→ DATA PROVIDED:
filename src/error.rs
//! HTTP-facing error type shared by services and handlers.
//!
//! Domain-level failures (validation, lookups, storage) are mapped into
//! [`AppError`] by the services, and [`AppError`] turns into a JSON response
//! of the form:
//!
//! ```json
//! { "error": { "code": "validation_error", "message": "...", "details": {} } }
//! ```

use axum::{
    Json,
    http::StatusCode,
    response::{IntoResponse, Response},
};
use serde::Serialize;
use serde_json::{Value, json};
use std::fmt;

#[derive(Serialize)]
struct ErrorBody {
    error: ErrorInfo,
}

/// Error payload embedded in every error response.
#[derive(Debug, Clone, Serialize)]
pub struct ErrorInfo {
    pub code: &'static str,
    pub message: String,
    pub details: Value,
}

#[derive(Debug)]
pub enum AppError {
    Validation { message: String, details: Value },
    PaymentRequired { message: String, details: Value },
    Forbidden { message: String, details: Value },
    NotFound { message: String, details: Value },
    Internal { message: String, details: Value },
}

impl AppError {
    pub fn bad_request(message: impl Into<String>, details: Value) -> Self {
        Self::Validation {
            message: message.into(),
            details,
        }
    }
    pub fn payment_required(message: impl Into<String>, details: Value) -> Self {
        Self::PaymentRequired {
            message: message.into(),
            details,
        }
    }
    pub fn forbidden(message: impl Into<String>, details: Value) -> Self {
        Self::Forbidden {
            message: message.into(),
            details,
        }
    }
    pub fn not_found(message: impl Into<String>, details: Value) -> Self {
        Self::NotFound {
            message: message.into(),
            details,
        }
    }
    pub fn internal(message: impl Into<String>, details: Value) -> Self {
        Self::Internal {
            message: message.into(),
            details,
        }
    }

    /// HTTP status this error is rendered with.
    pub fn status(&self) -> StatusCode {
        match self {
            AppError::Validation { .. } => StatusCode::BAD_REQUEST,
            AppError::PaymentRequired { .. } => StatusCode::PAYMENT_REQUIRED,
            AppError::Forbidden { .. } => StatusCode::FORBIDDEN,
            AppError::NotFound { .. } => StatusCode::NOT_FOUND,
            AppError::Internal { .. } => StatusCode::INTERNAL_SERVER_ERROR,
        }
    }

    /// Human-readable message without the surrounding envelope.
    pub fn message(&self) -> &str {
        match self {
            AppError::Validation { message, .. }
            | AppError::PaymentRequired { message, .. }
            | AppError::Forbidden { message, .. }
            | AppError::NotFound { message, .. }
            | AppError::Internal { message, .. } => message,
        }
    }

    /// Structured details attached to the error.
    pub fn details(&self) -> &Value {
        match self {
            AppError::Validation { details, .. }
            | AppError::PaymentRequired { details, .. }
            | AppError::Forbidden { details, .. }
            | AppError::NotFound { details, .. }
            | AppError::Internal { details, .. } => details,
        }
    }

    /// Domain error kind recorded under `details.kind`, if any.
    pub fn kind(&self) -> Option<&str> {
        self.details().get("kind").and_then(Value::as_str)
    }

    fn code(&self) -> &'static str {
        match self {
            AppError::Validation { .. } => "validation_error",
            AppError::PaymentRequired { .. } => "payment_required",
            AppError::Forbidden { .. } => "forbidden",
            AppError::NotFound { .. } => "not_found",
            AppError::Internal { .. } => "internal_error",
        }
    }

    /// Converts the error into the serializable payload used in responses.
    pub fn to_error_info(&self) -> ErrorInfo {
        ErrorInfo {
            code: self.code(),
            message: self.message().to_string(),
            details: self.details().clone(),
        }
    }
}

impl fmt::Display for AppError {
    fn fmt(&self, f: &mut fmt::Formatter<'_>) -> fmt::Result {
        write!(f, "{}: {}", self.code(), self.message())
    }
}

impl std::error::Error for AppError {}

impl From<validator::ValidationErrors> for AppError {
    fn from(errors: validator::ValidationErrors) -> Self {
        let details = serde_json::to_value(&errors).unwrap_or_else(|_| json!({}));
        AppError::bad_request("Request validation failed", details)
    }
}

impl IntoResponse for AppError {
    fn into_response(self) -> Response {
        let status = self.status();
        let body = ErrorBody {
            error: self.to_error_info(),
        };

        (status, Json(body)).into_response()
    }
}
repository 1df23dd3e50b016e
//! HTTP request handlers for API endpoints.
//!
//! Each handler module corresponds to a logical grouping of endpoints.

pub mod books;
pub mod checkout;
pub mod download;
pub mod health;
pub mod stats;

pub use books::{
    books_by_category_handler, categories_handler, list_books_handler, trending_books_handler,
};
pub use checkout::checkout_handler;
pub use download::download_handler;
pub use health::health_handler;
pub use stats::sales_stats_handler;
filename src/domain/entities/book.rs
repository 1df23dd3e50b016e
//! Book entity held by the catalog.

use super::category::Category;

/// Identifier of a book in the catalog.
pub type BookId = i64;

/// Lowest allowed average rating.
pub const MIN_RATING: f64 = 0.0;

/// Highest allowed average rating.
pub const MAX_RATING: f64 = 5.0;

/// Highest price a catalog entry may carry.
pub const MAX_PRICE_USD: f64 = 1_000_000.0;

/// A book offered by the store.
///
/// Books are created when the catalog is loaded and never change afterwards.
/// `file_name` names the downloadable file in the books directory and is not
/// part of the public listing.
#[derive(Debug, Clone, PartialEq)]
pub struct Book {
    pub id: BookId,
    pub name: String,
    pub description: String,
    pub image_file_name: String,
    pub price_usd: f64,
    pub topic: Category,
    pub average_rating: f64,
    pub file_name: String,
}

impl Book {
    /// Creates a new Book instance.
    #[allow(clippy::too_many_arguments)]
    pub fn new(
        id: BookId,
        name: String,
        description: String,
        image_file_name: String,
        price_usd: f64,
        topic: Category,
        average_rating: f64,
        file_name: String,
    ) -> Self {
        Self {
            id,
            name,
            description,
            image_file_name,
            price_usd,
            topic,
            average_rating,
            file_name,
        }
    }

    /// Score used to rank books on the trending list.
    pub fn trending_score(&self) -> f64 {
        self.average_rating
    }
}
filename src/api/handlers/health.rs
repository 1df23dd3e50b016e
//! Handler for health check endpoint.

use axum::{Json, extract::State, http::StatusCode};

use crate::api::dto::health::{CheckStatus, HealthChecks, HealthResponse};
use crate::state::AppState;

/// Returns service health status with component checks.
///
/// # Endpoint
///
/// `GET /health`
///
/// # Response Codes
///
/// - **200 OK**: All components healthy
/// - **503 Service Unavailable**: One or more components degraded
///
/// # Components Checked
///
/// 1. **Catalog**: Counts loaded books
/// 2. **Ledger**: Counts recorded purchases
/// 3. **Storage**: Checks the books directory is readable
///
/// # Response
///
/// ```json
/// {
///   "status": "healthy",
///   "version": "0.1.0",
///   "checks": {
///     "catalog": { "status": "ok", "message": "12 books loaded" },
///     "ledger": { "status": "ok", "message": "3 purchases recorded" },
///     "storage": { "status": "ok", "message": "Books directory readable" }
///   }
/// }
/// ```
pub async fn health_handler(
    State(state): State<AppState>,
) -> Result<Json<HealthResponse>, (StatusCode, Json<HealthResponse>)> {
    let catalog_check = check_catalog(&state).await;

    let ledger_check = check_ledger(&state).await;

    let storage_check = check_storage(&state).await;

    let all_healthy = catalog_check.is_ok() && ledger_check.is_ok() && storage_check.is_ok();

    let response = HealthResponse {
        status: if all_healthy { "healthy" } else { "degraded" }.to_string(),
        version: env!("CARGO_PKG_VERSION").to_string(),
        checks: HealthChecks {
            catalog: catalog_check,
            ledger: ledger_check,
            storage: storage_check,
        },
    };

    if all_healthy {
        Ok(Json(response))
    } else {
        Err((StatusCode::SERVICE_UNAVAILABLE, Json(response)))
    }
}

async fn check_catalog(state: &AppState) -> CheckStatus {
    match state.catalog_service.count().await {
        Ok(count) => CheckStatus::ok(format!("{count} books loaded")),
        Err(e) => CheckStatus::error(format!("Catalog error: {e}")),
    }
}

async fn check_ledger(state: &AppState) -> CheckStatus {
    match state.purchase_service.sales_summary().await {
        Ok(summary) => CheckStatus::ok(format!(
            "{} purchases recorded",
            summary.total_purchases
        )),
        Err(e) => CheckStatus::error(format!("Ledger error: {e}")),
    }
}

async fn check_storage(state: &AppState) -> CheckStatus {
    if state.storage.health_check().await {
        CheckStatus::ok("Books directory readable")
    } else {
        CheckStatus::error("Books directory unavailable")
    }
}
//! Data Transfer Objects for API requests and responses.
//!
//! All DTOs use Serde for JSON serialization/deserialization and validator
//! for input validation.

pub mod books;
pub mod checkout;
pub mod download;
pub mod health;
pub mod stats;
//! Business logic services for the application layer.

pub mod catalog_service;
pub mod checkout_service;
pub mod download_service;
pub mod purchase_service;

pub use catalog_service::CatalogService;
pub use checkout_service::CheckoutService;
pub use download_service::{BookFile, DownloadService};
pub use purchase_service::PurchaseService;
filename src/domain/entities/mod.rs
//! Core domain entities representing the bookstore data model.
//!
//! Entities are plain data structures; serialization lives in the API DTOs
//! and in the catalog loader.
//!
//! # Entity Types
//!
//! - [`Book`] - A catalog entry, immutable after load
//! - [`Category`] - The closed set of supported topics
//! - [`BillingInfo`] / [`BillingAddress`] - Buyer details submitted at checkout
//! - [`CreditCard`] - Card details, validated but never stored
//! - [`Purchase`] - A recorded checkout in the ledger
//!
//! Creation inputs use a separate `New*` struct, e.g. [`NewPurchase`].

pub mod billing;
pub mod book;
pub mod category;
pub mod credit_card;
pub mod purchase;

pub use billing::{BillingAddress, BillingInfo};
pub use book::{Book, BookId, MAX_PRICE_USD, MAX_RATING, MIN_RATING};
pub use category::{Category, UnknownCategory};
pub use credit_card::CreditCard;
pub use purchase::{Buyer, NewPurchase, Purchase};
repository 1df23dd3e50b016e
//! HTTP middleware for request processing and protection.
//!
//! Provides rate limiting and observability middleware.

pub mod rate_limit;
pub mod tracing;
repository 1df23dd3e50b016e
//! Handler for sales statistics.

use axum::{Json, extract::State};

use crate::api::dto::stats::SalesStatsResponse;
use crate::error::AppError;
use crate::state::AppState;

/// Returns aggregated sales over all recorded purchases.
///
/// # Endpoint
///
/// `GET /api/stats/sales`
///
/// # Response
///
/// ```json
/// {
///   "total_purchases": 2,
///   "revenue_usd": 79.9,
///   "books": [
///     { "book_id": 1, "copies_sold": 2 }
///   ]
/// }
/// ```
pub async fn sales_stats_handler(
    State(state): State<AppState>,
) -> Result<Json<SalesStatsResponse>, AppError> {
    let summary = state.purchase_service.sales_summary().await?;

    Ok(Json(SalesStatsResponse::from(summary)))
}
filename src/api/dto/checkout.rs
//! DTOs for the checkout endpoint.

use chrono::{DateTime, Utc};
use serde::{Deserialize, Serialize};
use validator::Validate;

use crate::domain::entities::{BillingAddress, BillingInfo, BookId, CreditCard, Purchase};

/// Checkout request body.
///
/// Billing and card fields are all optional at the JSON level so that a
/// missing field is reported by the checkout validators with a precise
/// reason rather than as a deserialization failure.
#[derive(Debug, Deserialize, Validate)]
pub struct CheckoutRequest {
    #[serde(default)]
    pub first_name: Option<String>,

    #[serde(default)]
    pub last_name: Option<String>,

    #[serde(default)]
    pub billing_address: BillingAddressDto,

    #[serde(default)]
    pub credit_card: CreditCardDto,

    /// Books to buy. Duplicates are collapsed by the purchase service.
    #[serde(default)]
    #[validate(length(min = 1, max = 100, message = "Between 1 and 100 book ids are required"))]
    pub book_ids: Vec<BookId>,
}

#[derive(Debug, Default, Deserialize)]
pub struct BillingAddressDto {
    pub street: Option<String>,
    pub city: Option<String>,
    pub state: Option<String>,
    pub postal_code: Option<String>,
    pub country: Option<String>,
}

/// Card details. Never logged or stored.
#[derive(Default, Deserialize)]
pub struct CreditCardDto {
    pub number: Option<String>,
    pub expiration: Option<String>,
    pub security_code: Option<String>,
}

impl std::fmt::Debug for CreditCardDto {
    fn fmt(&self, f: &mut std::fmt::Formatter<'_>) -> std::fmt::Result {
        f.debug_struct("CreditCardDto")
            .field("number", &self.number.as_ref().map(|_| "****"))
            .field("expiration", &self.expiration)
            .field("security_code", &self.security_code.as_ref().map(|_| "***"))
            .finish()
    }
}

impl CheckoutRequest {
    /// Splits the request into its domain parts.
    pub fn into_parts(self) -> (BillingInfo, CreditCard, Vec<BookId>) {
        let address = self.billing_address;
        let billing_info = BillingInfo::new(
            self.first_name,
            self.last_name,
            BillingAddress {
                street: address.street,
                city: address.city,
                state: address.state,
                postal_code: address.postal_code,
                country: address.country,
            },
        );
        let card = self.credit_card;
        let credit_card = CreditCard::new(card.number, card.expiration, card.security_code);

        (billing_info, credit_card, self.book_ids)
    }
}

/// Successful checkout response.
#[derive(Debug, Serialize, Deserialize)]
pub struct CheckoutResponse {
    pub message: String,
    pub purchase_id: i64,
    /// Code to present when downloading the purchased books.
    pub receipt: String,
    pub book_ids: Vec<BookId>,
    pub total_usd: f64,
    pub purchased_at: DateTime<Utc>,
}

impl From<Purchase> for CheckoutResponse {
    fn from(purchase: Purchase) -> Self {
        Self {
            message: format!(
                "Thank you for your purchase, {}!",
                purchase.buyer.first_name
            ),
            purchase_id: purchase.id,
            receipt: purchase.receipt,
            book_ids: purchase.book_ids,
            total_usd: purchase.total_usd,
            purchased_at: purchase.purchased_at,
        }
    }
}

#[cfg(test)]
mod tests {
    use super::*;

    #[test]
    fn test_missing_fields_deserialize() {
        let request: CheckoutRequest = serde_json::from_str(r#"{"book_ids": [1]}"#).unwrap();

        assert!(request.first_name.is_none());
        assert!(request.billing_address.street.is_none());
        assert!(request.credit_card.number.is_none());
        assert!(request.validate().is_ok());
    }

    #[test]
    fn test_book_ids_length_validation() {
        let empty: CheckoutRequest = serde_json::from_str("{}").unwrap();
        assert!(empty.validate().is_err());

        let ids: Vec<i64> = (1..=101).collect();
        let too_many: CheckoutRequest =
            serde_json::from_value(serde_json::json!({ "book_ids": ids })).unwrap();
        assert!(too_many.validate().is_err());
    }

    #[test]
    fn test_card_debug_is_masked() {
        let card = CreditCardDto {
            number: Some("4111111111111111".to_string()),
            expiration: Some("12/30".to_string()),
            security_code: Some("123".to_string()),
        };

        let debug = format!("{card:?}");
        assert!(!debug.contains("4111"));
        assert!(!debug.contains("123"));
    }

    #[test]
    fn test_into_parts() {
        let request: CheckoutRequest = serde_json::from_value(serde_json::json!({
            "first_name": "Ada",
            "last_name": "Lovelace",
            "billing_address": { "street": "1 Main St", "country": "GB" },
            "credit_card": { "number": "4111111111111111" },
            "book_ids": [3, 4]
        }))
        .unwrap();

        let (billing, card, book_ids) = request.into_parts();
        assert_eq!(billing.first_name.as_deref(), Some("Ada"));
        assert_eq!(billing.billing_address.country.as_deref(), Some("GB"));
        assert_eq!(card.number.as_deref(), Some("4111111111111111"));
        assert_eq!(book_ids, vec![3, 4]);
    }
}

→ WHAT IS REQUIRED:
Which lines of the data contain the string "services"? Copy each one.

→ ANSWER SECTION:
//! HTTP-facing error type shared by services and handlers.
//! [`AppError`] by the services, and [`AppError`] turns into a JSON response
//! Business logic services for the application layer.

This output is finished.